Banks under fire in subprime crisis


By Morgan Hamon, FRANKFURT, AFP

By injecting billions into the money markets in the wake of fears about the U.S. housing market, central banks are reaping what they have sown after years of low interest rates, analysts said Tuesday. The European Central Bank, the Fed in the United States and Japan’s central bank have all pumped money into the markets over recent days in a sustained effort to give commercial banks the liquidity to continue making loans. But analysts said that low interest rates set by central banks in recent years had encouraged a credit boom and had sparked a rush towards high-risk areas such as the subprime home loans which are at the root of the problem,

“The record activity in leveraged buyouts and the low interest rates on risky loans are responsible for the crisis,” Joerg Kraemer, chief economist of Commerzbank, told AFP. “From this point of view, the ECB and the Fed have a direct responsibility because they kept interest rates at a very low levels in recent years,” he said. Ulrich Kater of Dekabank said: “With the low rates over the past few years the ECB prepared the ground for the crisis we are seeing today.” The Financial Times said the central banks were playing with fire when it came to “moral hazard”. In other words, their intervention might prompt investors to make risky decisions in the knowledge that they will not have to pay for their mistakes because the central banks will bail them out. The FT said in an editorial on Tuesday the ECB may well have got the balance wrong by pumping more than 200 billion euros into the market in recent days, but suggested it was trying to help steady, ‘good’ lenders and not the investment funds that threw money after the highly risk-prone subprime loans markets.

The ECB “may know something that justifies its aggressive generosity”, it said.

But it is not only central banks that have been busy.

Goldman Sachs, the U.S. investment banking giant, said Monday it had teamed up with other major investors to launch a US$3 billion (2.2 billion euro) bailout of a hedge fund it manages. Goldman said it was injecting the cash into its Global Equity Opportunities (GEO) fund after the turbulence on the markets had a sharply negative effect on the fund’s performance.

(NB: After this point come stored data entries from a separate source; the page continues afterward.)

//! Visibility engine
//!
//! Two independent toggle sets (layers, systems) and reverse indices built
//! once from the scene's groups. [`VisibilityEngine::recompute`] is the only
//! place visibility is written to renderables; it always walks the whole
//! registry.

use std::collections::{BTreeSet, HashMap, HashSet};

use crate::core::config::SURFACE_LAYER;
use crate::scene::{EntityRegistry, Groups};

/// Enabled layer and system names
#[derive(Debug, Clone, Default, PartialEq, Eq)]
pub struct VisibilityState {
    /// Layers currently shown
    pub enabled_layers: HashSet<String>,
    /// Systems currently shown
    pub enabled_systems: HashSet<String>,
}

/// Computes per-entity visibility from the toggle sets
#[derive(Debug, Clone)]
pub struct VisibilityEngine {
    state: VisibilityState,
    layer_of: HashMap<String, String>,
    system_of: HashMap<String, String>,
    known_layers: BTreeSet<String>,
    known_systems: BTreeSet<String>,
}

impl VisibilityEngine {
    /// Build the reverse indices and the default state
    ///
    /// `default_layers` start enabled; every known system starts enabled.
    pub fn new(groups: &Groups, default_layers: &[String]) -> Self {
        let layer_of = reverse_index(&groups.layers);
        let system_of = reverse_index(&groups.systems);

        let known_layers: BTreeSet<String> = groups.layers.keys().cloned().collect();
        let known_systems: BTreeSet<String> = groups.systems.keys().cloned().collect();

        let state = VisibilityState {
            enabled_layers: default_layers.iter().cloned().collect(),
            enabled_systems: known_systems.iter().cloned().collect(),
        };

        log::debug!(
            "Visibility engine: {} layers, {} systems, {} layer-tagged entities",
            known_layers.len(),
            known_systems.len(),
            layer_of.len()
        );

        Self { state, layer_of, system_of, known_layers, known_systems }
    }

    /// Current toggle sets
    pub fn state(&self) -> &VisibilityState {
        &self.state
    }

    /// Enable or disable a layer; takes effect on the next recompute
    pub fn set_layer_enabled(&mut self, layer: &str, enabled: bool) {
        toggle(&mut self.state.enabled_layers, layer, enabled);
    }

    /// Enable or disable a system; takes effect on the next recompute
    pub fn set_system_enabled(&mut self, system: &str, enabled: bool) {
        toggle(&mut self.state.enabled_systems, system, enabled);
    }

    /// Whether a layer is enabled
    pub fn is_layer_enabled(&self, layer: &str) -> bool {
        self.state.enabled_layers.contains(layer)
    }

    /// Whether a system is enabled
    pub fn is_system_enabled(&self, system: &str) -> bool {
        self.state.enabled_systems.contains(system)
    }

    /// Layer of an entity, `surface` when it has none in the index
    pub fn layer_of(&self, id: &str) -> &str {
        self.layer_of.get(id).map_or(SURFACE_LAYER, String::as_str)
    }

    /// System of an entity, if any
    pub fn system_of(&self, id: &str) -> Option<&str> {
        self.system_of.get(id).map(String::as_str)
    }

    /// Visibility of an entity under the current toggle sets
    pub fn is_visible(&self, id: &str) -> bool {
        self.is_layer_enabled(self.layer_of(id))
            && self.system_of(id).map_or(true, |system| self.is_system_enabled(system))
    }

    /// Write visibility to every renderable; returns the visible count
    pub fn recompute(&self, registry: &mut EntityRegistry) -> usize {
        let mut visible = 0;
        for object in registry.iter_mut() {
            object.visible = self.is_visible(&object.entity_id);
            visible += usize::from(object.visible);
        }
        log::trace!("Visibility recomputed: {} of {} visible", visible, registry.len());
        visible
    }

    /// Layers named by the groups, sorted
    pub fn known_layers(&self) -> impl Iterator<Item = &str> {
        self.known_layers.iter().map(String::as_str)
    }

    /// Systems named by the groups, sorted
    pub fn known_systems(&self) -> impl Iterator<Item = &str> {
        self.known_systems.iter().map(String::as_str)
    }
}

fn reverse_index(index: &crate::scene::document::GroupIndex) -> HashMap<String, String> {
    let mut reverse = HashMap::new();
    for (group, members) in index {
        for member in members {
            reverse.insert(member.clone(), group.clone());
        }
    }
    reverse
}

fn toggle(set: &mut HashSet<String>, name: &str, enabled: bool) {
    if enabled {
        set.insert(name.to_string());
    } else {
        set.remove(name);
    }
}

#[cfg(test)]
mod tests {
    use super::*;
    use crate::foundation::math::Transform;
    use crate::materials::MaterialContext;
    use crate::scene::{EntityKind, RenderableObject};

    fn fixture() -> (Groups, EntityRegistry) {
        let mut groups = Groups::default();
        groups.layers.insert("surface".into(), vec!["road".into(), "bldg".into()]);
        groups.layers.insert("underground_1".into(), vec!["pipe".into(), "cable".into()]);
        groups.systems.insert("water".into(), vec!["pipe".into()]);
        groups.systems.insert("electrical".into(), vec!["cable".into()]);
        groups.systems.insert("vehicle".into(), vec!["road".into()]);

        let mut materials = MaterialContext::default();
        let handle = materials.resolve_flat("concrete");
        let mut registry = EntityRegistry::new();
        for id in ["road", "bldg", "pipe", "cable", "untagged"] {
            registry.insert_object(RenderableObject::new(id, EntityKind::Pipe, Transform::identity(), handle));
        }
        (groups, registry)
    }

    fn visible_ids(registry: &EntityRegistry) -> Vec<&str> {
        let mut ids: Vec<&str> = registry.visible().map(|o| o.entity_id.as_str()).collect();
        ids.sort_unstable();
        ids
    }

    #[test]
    fn test_default_state_shows_surface_only() {
        let (groups, mut registry) = fixture();
        let engine = VisibilityEngine::new(&groups, &["surface".to_string()]);

        assert_eq!(engine.recompute(&mut registry), 3);
        assert_eq!(visible_ids(&registry), vec!["bldg", "road", "untagged"]);
        assert!(engine.is_system_enabled("water"));
        assert!(!engine.is_layer_enabled("underground_1"));
    }

    #[test]
    fn test_toggles_compose() {
        let (groups, mut registry) = fixture();
        let mut engine = VisibilityEngine::new(&groups, &["surface".to_string()]);

        engine.set_layer_enabled("underground_1", true);
        engine.set_system_enabled("water", false);
        engine.recompute(&mut registry);
        assert_eq!(visible_ids(&registry), vec!["bldg", "cable", "road", "untagged"]);

        engine.set_system_enabled("vehicle", false);
        engine.recompute(&mut registry);
        assert_eq!(visible_ids(&registry), vec!["bldg", "cable", "untagged"]);
    }

    #[test]
    fn test_recompute_is_idempotent() {
        let (groups, mut registry) = fixture();
        let mut engine = VisibilityEngine::new(&groups, &["surface".to_string()]);
        engine.set_layer_enabled("underground_1", true);
        engine.set_system_enabled("electrical", false);

        engine.recompute(&mut registry);
        let first: Vec<(String, bool)> =
            registry.iter().map(|o| (o.entity_id.clone(), o.visible)).collect();
        engine.recompute(&mut registry);
        let second: Vec<(String, bool)> =
            registry.iter().map(|o| (o.entity_id.clone(), o.visible)).collect();
        assert_eq!(first, second);
    }

    #[test]
    fn test_toggle_order_does_not_matter() {
        let (groups, mut a) = fixture();
        let (_, mut b) = fixture();

        let mut first = VisibilityEngine::new(&groups, &["surface".to_string()]);
        first.set_system_enabled("water", false);
        first.set_layer_enabled("underground_1", true);
        first.set_layer_enabled("surface", false);
        first.set_layer_enabled("surface", true);
        first.recompute(&mut a);

        let mut second = VisibilityEngine::new(&groups, &["surface".to_string()]);
        second.set_layer_enabled("underground_1", true);
        second.set_system_enabled("water", false);
        second.recompute(&mut b);

        assert_eq!(first.state(), second.state());
        assert_eq!(visible_ids(&a), visible_ids(&b));
    }

    #[test]
    fn test_composition_law_holds_for_every_entity() {
        let (groups, mut registry) = fixture();
        let mut engine = VisibilityEngine::new(&groups, &["surface".to_string()]);
        engine.set_layer_enabled("underground_1", true);
        engine.set_system_enabled("electrical", false);
        engine.recompute(&mut registry);

        for object in registry.iter() {
            let id = object.entity_id.as_str();
            let expected = engine.is_layer_enabled(engine.layer_of(id))
                && engine.system_of(id).map_or(true, |s| engine.is_system_enabled(s));
            assert_eq!(object.visible, expected, "entity {id}");
        }
    }

    #[test]
    fn test_known_names_are_sorted() {
        let (groups, _) = fixture();
        let engine = VisibilityEngine::new(&groups, &[]);
        assert_eq!(engine.known_systems().collect::<Vec<_>>(), vec!["electrical", "vehicle", "water"]);
        assert_eq!(engine.known_layers().collect::<Vec<_>>(), vec!["surface", "underground_1"]);
    }
}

That followed the case of Germany’s IKB bank, which was forced to slash its full-year earnings forecast and replace its chief executive last month after the U.S. crisis led investors to pull money out of IKB-managed Rhineland Funding, which is exposed to shaky U.S. real estate loans. IKB’s main shareholder, the German state-owned KfW bank, came to the rescue by providing an 8.1 billion euro (US$11.1 billion) liquidity line.